(Records from a dataset)
╔══

use std::sync::{Arc, Mutex, MutexGuard, PoisonError};

use tracing::{field::display, Span};

use crate::configuration::FormSettings;
use crate::domain::{FormFields, FormSubmission, SubmissionStatus};
use crate::form_view::{FormView, StatusKind};
use crate::scheduler::{self, CancelHandle};
use crate::submission_client::{HttpSubmissionClient, SubmissionTransport};

struct ControllerState {
    status: SubmissionStatus,
    view: FormView,
    pending_hide: Option<CancelHandle>,
    // Bumped on every displayed message so a late auto-hide cannot hide a newer one.
    display_seq: u64,
}

impl ControllerState {
    fn cancel_pending_hide(&mut self) {
        if let Some(handle) = self.pending_hide.take() {
            handle.cancel();
        }
    }
}

fn lock(state: &Mutex<ControllerState>) -> MutexGuard<'_, ControllerState> {
    state.lock().unwrap_or_else(PoisonError::into_inner)
}

/// Restores the submit control when a send attempt ends, however it ends.
struct SendingGuard {
    state: Arc<Mutex<ControllerState>>,
    original_label: Option<String>,
}

impl Drop for SendingGuard {
    fn drop(&mut self) {
        let mut state = lock(&self.state);
        if let Some(label) = self.original_label.take() {
            state.view.submit_control.restore(label);
        }
        if state.status.is_sending() {
            state.status = SubmissionStatus::Idle;
        }
    }
}

/// Drives one contact form from submit intent to a rendered outcome.
///
/// Clones share the same form, so a clone can be handed to whatever delivers
/// submit events while another one observes the view.
pub struct FormController<T> {
    transport: Arc<T>,
    settings: Arc<FormSettings>,
    state: Arc<Mutex<ControllerState>>,
}

impl<T> Clone for FormController<T> {
    fn clone(&self) -> Self {
        Self {
            transport: Arc::clone(&self.transport),
            settings: Arc::clone(&self.settings),
            state: Arc::clone(&self.state),
        }
    }
}

impl FormController<HttpSubmissionClient> {
    pub fn from_settings(
        settings: FormSettings,
        submit_label: impl Into<String>,
    ) -> anyhow::Result<Self> {
        let client = settings.client()?;
        Ok(Self::new(client, settings, submit_label))
    }
}

impl<T> FormController<T>
where
    T: SubmissionTransport + 'static,
{
    pub fn new(transport: T, settings: FormSettings, submit_label: impl Into<String>) -> Self {
        Self {
            transport: Arc::new(transport),
            settings: Arc::new(settings),
            state: Arc::new(Mutex::new(ControllerState {
                status: SubmissionStatus::Idle,
                view: FormView::new(submit_label),
                pending_hide: None,
                display_seq: 0,
            })),
        }
    }

    pub fn status(&self) -> SubmissionStatus {
        lock(&self.state).status.clone()
    }

    /// A snapshot of the form as the user currently sees it.
    pub fn view(&self) -> FormView {
        lock(&self.state).view.clone()
    }

    pub fn settings(&self) -> &FormSettings {
        &self.settings
    }

    /// Types `value` into the field `name`.
    pub fn fill(&self, name: &str, value: &str) {
        lock(&self.state).view.fields.insert(name, value);
    }

    /// Submits whatever is currently typed into the form.
    pub async fn submit(&self) -> SubmissionStatus {
        let fields = lock(&self.state).view.fields.clone();
        self.on_submit_intent(fields).await
    }

    /// Handles the form's `submit` event. The browser's default navigation is
    /// always pre-empted; nothing here navigates.
    #[tracing::instrument(
        name = "Handling contact form submission",
        skip_all,
        fields(
            form_id = %self.settings.form_id,
            attempt_id = tracing::field::Empty,
            contact_email = tracing::field::Empty,
        )
    )]
    pub async fn on_submit_intent(&self, raw_fields: FormFields) -> SubmissionStatus {
        let submission = {
            let mut state = lock(&self.state);
            if state.status.is_sending() || !state.view.submit_control.enabled {
                tracing::debug!("A submission is already in flight. Ignoring the submit intent.");
                return state.status.clone();
            }
            state.cancel_pending_hide();
            state.view.status_region.hide();
            state.status = SubmissionStatus::Idle;
            state.view.fields = raw_fields.clone();
            let submission = FormSubmission::new(raw_fields);

            let span = Span::current();
            span.record("attempt_id", &display(submission.id));
            if let Some(email) = submission.fields().get("email") {
                span.record("contact_email", &display(email));
            }

            // Rejected under the same lock as the in-flight check, so a
            // concurrent send cannot be overwritten with this failure.
            if let Err(e) = submission.validated() {
                tracing::warn!("The form was not sent: {e}");
                let reason = e.to_string();
                state.status = SubmissionStatus::Failed(reason.clone());
                self.show_status(&mut state, &reason, StatusKind::Error);
                return state.status.clone();
            }
            submission
        };

        self.submit_to_endpoint(&submission).await
    }

    /// Sends the full payload of `submission` and renders the outcome. The
    /// submit control is disabled for the duration and restored on every exit.
    #[tracing::instrument(name = "Submitting contact form", skip_all, fields(attempt_id = %submission.id))]
    pub async fn submit_to_endpoint(&self, submission: &FormSubmission) -> SubmissionStatus {
        let _guard = match self.begin_sending() {
            Some(guard) => guard,
            None => return self.status(),
        };

        match self.transport.submit(submission.fields()).await {
            Ok(()) => {
                tracing::info!("The contact form was accepted by the endpoint.");
                let mut state = lock(&self.state);
                state.status = SubmissionStatus::Succeeded;
                state.view.reset();
                self.show_status(&mut state, &self.settings.success_message, StatusKind::Success);
            }
            Err(e) => {
                tracing::error!(error.cause_chain = ?e, "Failed to submit the contact form. {e}");
                let reason = e.user_message(&self.settings.fallback_error_message);
                let mut state = lock(&self.state);
                state.status = SubmissionStatus::Failed(reason.clone());
                self.show_status(&mut state, &reason, StatusKind::Error);
            }
        }
        self.status()
    }

    /// Shows `message` in the status region. Success messages hide themselves
    /// after the configured delay; errors stay until the next submit intent.
    pub fn display_status(&self, message: &str, kind: StatusKind) {
        let mut state = lock(&self.state);
        self.show_status(&mut state, message, kind);
    }

    fn show_status(&self, state: &mut ControllerState, message: &str, kind: StatusKind) {
        state.cancel_pending_hide();
        state.display_seq += 1;
        state.view.status_region.show(message, kind);

        if kind != StatusKind::Success {
            return;
        }
        let seq = state.display_seq;
        let shared = Arc::clone(&self.state);
        let scheduled = scheduler::schedule(self.settings.auto_hide_delay(), move || {
            let mut state = lock(&shared);
            if state.display_seq != seq {
                return;
            }
            state.view.status_region.hide();
            state.pending_hide = None;
            if state.status == SubmissionStatus::Succeeded {
                state.status = SubmissionStatus::Idle;
            }
        });
        match scheduled {
            Ok(handle) => state.pending_hide = Some(handle),
            Err(e) => tracing::warn!("No runtime to hide the status message later, leaving it shown. {e}"),
        }
    }

    fn begin_sending(&self) -> Option<SendingGuard> {
        let mut state = lock(&self.state);
        if state.status.is_sending() {
            return None;
        }
        state.status = SubmissionStatus::Sending;
        let original_label = state
            .view
            .submit_control
            .disable(&self.settings.sending_label);
        Some(SendingGuard {
            state: Arc::clone(&self.state),
            original_label: Some(original_label),
        })
    }
}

╚══

■ **TASK OBJECTIVE**
Give the number of lines in the entries that include the string "Idle", and nothing else.

■ **WRITTEN SOLUTION**
4